Liu Weiquan, Gu Chunling, Li Miqi, Xiong Jie
Department of Intensive Care Unit, Tongji Hospital, Tongji Medical College, Huazhong University of Science and Technology, Wuhan, China.
Department of Nursing, Tongji Hospital, Tongji Medical College, Huazhong University of Science and Technology, Wuhan, China.
Nurs Crit Care. 2025 Jul;30(4):e13203. doi: 10.1111/nicc.13203. Epub 2024 Nov 6.
Endotracheal tube suctioning is an effective measure to ensure airway patency during mechanical ventilation; however, inappropriate suction pressure often leads to many adverse effects.

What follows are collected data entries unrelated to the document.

//! The policy interpreter.
//!
//! Server sections are compiled once at load time into read-only trees of
//! callables ([`compile`]), then walked per request by a resumable frame
//! stack ([`interp`]). Module return codes are mapped to actions (return,
//! reject, numeric priority) by per-node action tables ([`action`]).

mod action;
mod ast;
mod compile;
mod condition;
mod dict;
mod interp;
mod map;
mod parse;
mod template;

pub use action::*;
pub use ast::*;
pub use compile::*;
pub use condition::*;
pub use dict::*;
pub use interp::*;
pub use map::*;
pub use parse::*;
pub use template::*;

use std::collections::HashMap;
use std::fmt::Display;

use crate::request::Request;

/// The nine-valued code a module (or a whole section) reports.
///
/// This is not an error type; failures of policy are ordinary values here.
#[derive(Debug, Clone, Copy, PartialEq, Eq, Hash)]
#[repr(usize)]
pub enum ReturnCode {
    Reject = 0,
    Fail = 1,
    Ok = 2,
    Handled = 3,
    Invalid = 4,
    UserLock = 5,
    NotFound = 6,
    Noop = 7,
    Updated = 8,
}

pub const RETURN_CODE_COUNT: usize = 9;

impl ReturnCode {
    pub const ALL: [ReturnCode; RETURN_CODE_COUNT] = [
        Self::Reject,
        Self::Fail,
        Self::Ok,
        Self::Handled,
        Self::Invalid,
        Self::UserLock,
        Self::NotFound,
        Self::Noop,
        Self::Updated,
    ];

    pub fn index(&self) -> usize {
        *self as usize
    }

    pub fn from_name(name: &str) -> Option<Self> {
        match name {
            "reject" => Some(Self::Reject),
            "fail" => Some(Self::Fail),
            "ok" => Some(Self::Ok),
            "handled" => Some(Self::Handled),
            "invalid" => Some(Self::Invalid),
            "userlock" => Some(Self::UserLock),
            "notfound" => Some(Self::NotFound),
            "noop" => Some(Self::Noop),
            "updated" => Some(Self::Updated),
            _ => None,
        }
    }
}

impl Display for ReturnCode {
    fn fmt(&self, f: &mut std::fmt::Formatter<'_>) -> std::fmt::Result {
        let name = match self {
            Self::Reject => "reject",
            Self::Fail => "fail",
            Self::Ok => "ok",
            Self::Handled => "handled",
            Self::Invalid => "invalid",
            Self::UserLock => "userlock",
            Self::NotFound => "notfound",
            Self::Noop => "noop",
            Self::Updated => "updated",
        };
        write!(f, "{name}")
    }
}

/// The processing stages a virtual server can define.
#[derive(Debug, Clone, Copy, PartialEq, Eq, Hash)]
pub enum SectionKind {
    Authenticate,
    Authorize,
    Preacct,
    Accounting,
    Session,
    PreProxy,
    PostProxy,
    PostAuth,
    RecvCoa,
    SendCoa,
}

impl SectionKind {
    pub const ALL: [SectionKind; 10] = [
        Self::Authenticate,
        Self::Authorize,
        Self::Preacct,
        Self::Accounting,
        Self::Session,
        Self::PreProxy,
        Self::PostProxy,
        Self::PostAuth,
        Self::RecvCoa,
        Self::SendCoa,
    ];

    pub fn name(&self) -> &'static str {
        match self {
            Self::Authenticate => "authenticate",
            Self::Authorize => "authorize",
            Self::Preacct => "preacct",
            Self::Accounting => "accounting",
            Self::Session => "session",
            Self::PreProxy => "pre-proxy",
            Self::PostProxy => "post-proxy",
            Self::PostAuth => "post-auth",
            Self::RecvCoa => "recv-coa",
            Self::SendCoa => "send-coa",
        }
    }

    pub fn from_name(name: &str) -> Option<Self> {
        Self::ALL.iter().copied().find(|kind| kind.name() == name)
    }
}

impl Display for SectionKind {
    fn fmt(&self, f: &mut std::fmt::Formatter<'_>) -> std::fmt::Result {
        write!(f, "{}", self.name())
    }
}

/// Simple groups resolve codes normally; redundant groups fall through on
/// failure codes.
#[derive(Debug, Clone, Copy, PartialEq, Eq)]
pub enum GroupType {
    Simple,
    Redundant,
}

/// A named collection of compiled sections, invoked by name from the I/O
/// path and from the TLS cache glue.
#[derive(Debug, Default)]
pub struct VirtualServer {
    pub name: String,
    sections: HashMap<(SectionKind, Option<String>), Tree>,
}

impl VirtualServer {
    pub fn new(name: impl Into<String>) -> Self {
        Self {
            name: name.into(),
            sections: HashMap::new(),
        }
    }

    pub fn add_section(&mut self, kind: SectionKind, name2: Option<String>, tree: Tree) {
        self.sections.insert((kind, name2), tree);
    }

    pub fn section(&self, kind: SectionKind, name2: Option<&str>) -> Option<&Tree> {
        self.sections
            .get(&(kind, name2.map(|s| s.to_string())))
    }

    /// Run one section. A missing section is a noop, as with an empty
    /// configuration block.
    pub async fn run(
        &self,
        kind: SectionKind,
        name2: Option<&str>,
        request: &mut Request,
    ) -> ReturnCode {
        match self.section(kind, name2) {
            Some(tree) => execute(tree, request).await,
            None => ReturnCode::Noop,
        }
    }
}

This study aimed to investigate safe and effective suction pressures and intracatheter pressure ranges during artificial airway open suctioning procedures.

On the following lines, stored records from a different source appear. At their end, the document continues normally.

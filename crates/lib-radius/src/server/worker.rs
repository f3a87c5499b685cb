use std::net::IpAddr;
use std::sync::Arc;
use std::time::Duration;

use ipnetwork::IpNetwork;
use tokio::sync::{mpsc, Mutex};
use tokio::task::JoinHandle;
use tokio::time::timeout;
use tracing::{debug, warn};

use crate::client::{ClientDefinition, DefineOutcome};
use crate::constants::HEADER_SIZE;
use crate::request::Request;
use crate::server::{ReplyJob, RequestJob};
use crate::types::{PacketCode, PacketHeader, Value, ValueKind};
use crate::unlang::{Dictionary, ReturnCode, SectionKind, VirtualServer};

/// The leaf codec boundary: attribute decode and reply encode live
/// outside the core.
pub trait PacketCodec: Send + Sync {
    /// Fill the request's pair lists from the packet body.
    fn decode(&self, packet: &[u8], request: &mut Request);

    /// Encode a reply. The response authenticator is the codec's problem;
    /// the core only chooses code and id.
    fn encode(
        &self,
        request: &Request,
        code: PacketCode,
        id: u8,
        request_authenticator: &[u8; 16],
    ) -> Vec<u8>;
}

/// Ships bare headers: no attributes decoded, replies carry the request
/// authenticator verbatim. The default until a real codec is plugged in.
#[derive(Debug, Default)]
pub struct HeaderOnlyCodec;

impl PacketCodec for HeaderOnlyCodec {
    fn decode(&self, _packet: &[u8], _request: &mut Request) {}

    fn encode(
        &self,
        _request: &Request,
        code: PacketCode,
        id: u8,
        request_authenticator: &[u8; 16],
    ) -> Vec<u8> {
        let mut header = PacketHeader::new(code, id);
        header.length = HEADER_SIZE as u16;
        header.authenticator = *request_authenticator;

        let mut buf = Vec::with_capacity(HEADER_SIZE);
        header.write(&mut buf);
        buf
    }
}

/// Everything a worker needs to process requests: the compiled virtual
/// server, the optional dynamic-client definition server, the codec and
/// the processing deadline.
pub struct WorkerContext {
    pub server: Arc<VirtualServer>,
    pub dynamic_server: Option<Arc<VirtualServer>>,
    pub codec: Arc<dyn PacketCodec>,
    pub dict: Arc<Dictionary>,
    pub max_request_time: Duration,
}

impl WorkerContext {
    /// Process one job to completion, bounded by `max_request_time`.
    /// A timeout synthesizes a protocol-error reply that still traverses
    /// the normal reply path so tracking gets cleaned up.
    pub async fn process(&self, job: RequestJob) -> ReplyJob {
        let client = job.client;
        let track = job.track;
        let request_time = job.recv_time;
        let define = job.define;
        let address = job.address;
        let auth = request_authenticator(&job.buffer);

        match timeout(self.max_request_time, self.run(job)).await {
            Ok(reply) => reply,
            Err(_) => {
                warn!("request exceeded max_request_time, synthesizing error reply");
                if define {
                    ReplyJob {
                        client,
                        track,
                        request_time,
                        reply: Vec::new(),
                        define: Some(DefineOutcome::Retry),
                    }
                } else {
                    // Synthesize the protocol-error reject so the reply
                    // still traverses the normal path and the tracking
                    // entry gets cleaned up.
                    let reply = match address.code.nak() {
                        Some(code) => {
                            let request = Request::new();
                            self.codec.encode(&request, code, address.id, &auth)
                        }
                        None => vec![0x00],
                    };
                    ReplyJob {
                        client,
                        track,
                        request_time,
                        reply,
                        define: None,
                    }
                }
            }
        }
    }

    async fn run(&self, job: RequestJob) -> ReplyJob {
        let mut request = Request::with_address(job.address, job.recv_time);
        self.codec.decode(&job.buffer, &mut request);

        if job.define {
            let outcome = self.run_define(&mut request).await;
            return ReplyJob {
                client: job.client,
                track: job.track,
                request_time: job.recv_time,
                reply: Vec::new(),
                define: Some(outcome),
            };
        }

        let reply_code = self.run_sections(&mut request, job.address.code).await;

        let reply = match reply_code {
            Some(code) => {
                let auth = request_authenticator(&job.buffer);
                self.codec.encode(&request, code, job.address.id, &auth)
            }
            None => Vec::new(),
        };

        ReplyJob {
            client: job.client,
            track: job.track,
            request_time: job.recv_time,
            reply,
            define: None,
        }
    }

    /// Run the dynamic-client definition policy and translate its output
    /// into a define outcome.
    async fn run_define(&self, request: &mut Request) -> DefineOutcome {
        let Some(server) = &self.dynamic_server else {
            return DefineOutcome::Nak;
        };

        // Encrypted attributes cannot be decrypted without a shared
        // secret, which does not exist yet. Mash them to harmless values
        // before the policy sees them.
        for pair in request.packet.iter_mut() {
            if self.dict.is_encrypted(&pair.name) {
                pair.value = match pair.value.kind() {
                    ValueKind::Uint32 => Value::Uint32(0),
                    ValueKind::Octets => Value::Octets(vec![0]),
                    _ => Value::String(String::new()),
                };
            }
        }

        let rcode = server
            .run(SectionKind::Authorize, None, request)
            .await;

        match rcode {
            ReturnCode::Ok | ReturnCode::Updated => {}
            ReturnCode::Fail => return DefineOutcome::Retry,
            code => {
                debug!(%code, "dynamic client definition rejected");
                return DefineOutcome::Nak;
            }
        }

        let Some(ipaddr) = self.defined_client_ip(request) else {
            debug!("dynamic client definition did not set a client IP address");
            return DefineOutcome::Nak;
        };

        let secret = request
            .control
            .get("FreeRADIUS-Client-Secret")
            .and_then(|v| v.as_str().map(str::to_string))
            .unwrap_or_default();

        let shortname = request
            .control
            .get("FreeRADIUS-Client-Shortname")
            .and_then(|v| v.as_str().map(str::to_string))
            .unwrap_or_else(|| ipaddr.ip().to_string());

        DefineOutcome::Accept(Box::new(ClientDefinition {
            ipaddr,
            secret,
            shortname,
            require_message_authenticator: false,
            use_connected: false,
        }))
    }

    fn defined_client_ip(&self, request: &Request) -> Option<IpNetwork> {
        let value = request.control.get("FreeRADIUS-Client-IP-Address")?;
        let ip: IpAddr = match value {
            Value::Ipv4Addr(ip) => (*ip).into(),
            Value::Ipv6Addr(ip) => (*ip).into(),
            Value::String(s) => s.parse().ok()?,
            _ => return None,
        };
        let prefix = match ip {
            IpAddr::V4(_) => 32,
            IpAddr::V6(_) => 128,
        };
        IpNetwork::new(ip, prefix).ok()
    }

    /// Walk the processing sections for a packet code and pick the reply
    /// code from the final return code.
    async fn run_sections(
        &self,
        request: &mut Request,
        code: PacketCode,
    ) -> Option<PacketCode> {
        match code {
            PacketCode::AccessRequest => self.run_access(request).await,

            PacketCode::StatusServer => Some(PacketCode::AccessAccept),

            PacketCode::AccountingRequest => {
                let rcode = self
                    .server
                    .run(SectionKind::Preacct, None, request)
                    .await;
                if accepted(rcode) {
                    let rcode = self
                        .server
                        .run(SectionKind::Accounting, None, request)
                        .await;
                    if accepted(rcode) {
                        return Some(PacketCode::AccountingResponse);
                    }
                }
                None
            }

            PacketCode::CoaRequest | PacketCode::DisconnectRequest => {
                let rcode = self.server.run(SectionKind::RecvCoa, None, request).await;
                if accepted(rcode) {
                    code.ack()
                } else {
                    code.nak()
                }
            }

            _ => None,
        }
    }

    async fn run_access(&self, request: &mut Request) -> Option<PacketCode> {
        let rcode = self
            .server
            .run(SectionKind::Authorize, None, request)
            .await;

        let authenticated = match rcode {
            ReturnCode::Handled => {
                return Some(request.reply_code.unwrap_or(PacketCode::AccessAccept))
            }
            ReturnCode::Ok | ReturnCode::Updated | ReturnCode::Noop | ReturnCode::NotFound => {
                let auth_type = request
                    .control
                    .get("Auth-Type")
                    .and_then(|v| v.as_str().map(str::to_string));

                let rcode = self
                    .server
                    .run(SectionKind::Authenticate, auth_type.as_deref(), request)
                    .await;

                matches!(
                    rcode,
                    ReturnCode::Ok | ReturnCode::Updated | ReturnCode::Handled
                )
            }
            _ => false,
        };

        let reply_code = if authenticated {
            PacketCode::AccessAccept
        } else {
            PacketCode::AccessReject
        };

        self.server.run(SectionKind::PostAuth, None, request).await;

        Some(request.reply_code.unwrap_or(reply_code))
    }
}

fn accepted(rcode: ReturnCode) -> bool {
    matches!(
        rcode,
        ReturnCode::Ok | ReturnCode::Updated | ReturnCode::Noop | ReturnCode::Handled
    )
}

fn request_authenticator(packet: &[u8]) -> [u8; 16] {
    let mut auth = [0; 16];
    if packet.len() >= HEADER_SIZE {
        auth.copy_from_slice(&packet[4..HEADER_SIZE]);
    }
    auth
}

/// Spawn the worker pool. Workers share one inbound queue and block
/// freely; the network task never does.
pub fn spawn_workers(
    count: usize,
    ctx: Arc<WorkerContext>,
    rx: mpsc::Receiver<RequestJob>,
    tx: mpsc::Sender<ReplyJob>,
) -> Vec<JoinHandle<()>> {
    let rx = Arc::new(Mutex::new(rx));

    (0..count)
        .map(|index| {
            let ctx = ctx.clone();
            let rx = rx.clone();
            let tx = tx.clone();

            tokio::spawn(async move {
                debug!(worker = index, "worker started");
                loop {
                    let job = {
                        let mut rx = rx.lock().await;
                        rx.recv().await
                    };
                    let Some(job) = job else {
                        break;
                    };

                    let reply = ctx.process(job).await;
                    if tx.send(reply).await.is_err() {
                        break;
                    }
                }
                debug!(worker = index, "worker stopped");
            })
        })
        .collect()
}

In this double-blind randomized controlled trial, 438 patients receiving mechanical ventilation in China were divided into nine groups according to their sputum viscosity grades and suction pressure. A random sampling method was used to select one of the three pressure groups (low-, medium- and high-pressure groups). Registered intensive care unit (ICU) nurses performed open suction manoeuvres of the artificial airway based on the pressures set by the researchers. Two teaching supervisors observed and recorded the sputum viscosity, suction pressure, minimum intracatheter pressure, maximum intracatheter pressure, heart rate, mean arterial pressure, pulse oxygen saturation, airway mucosal bleeding and sputum sound improvement score.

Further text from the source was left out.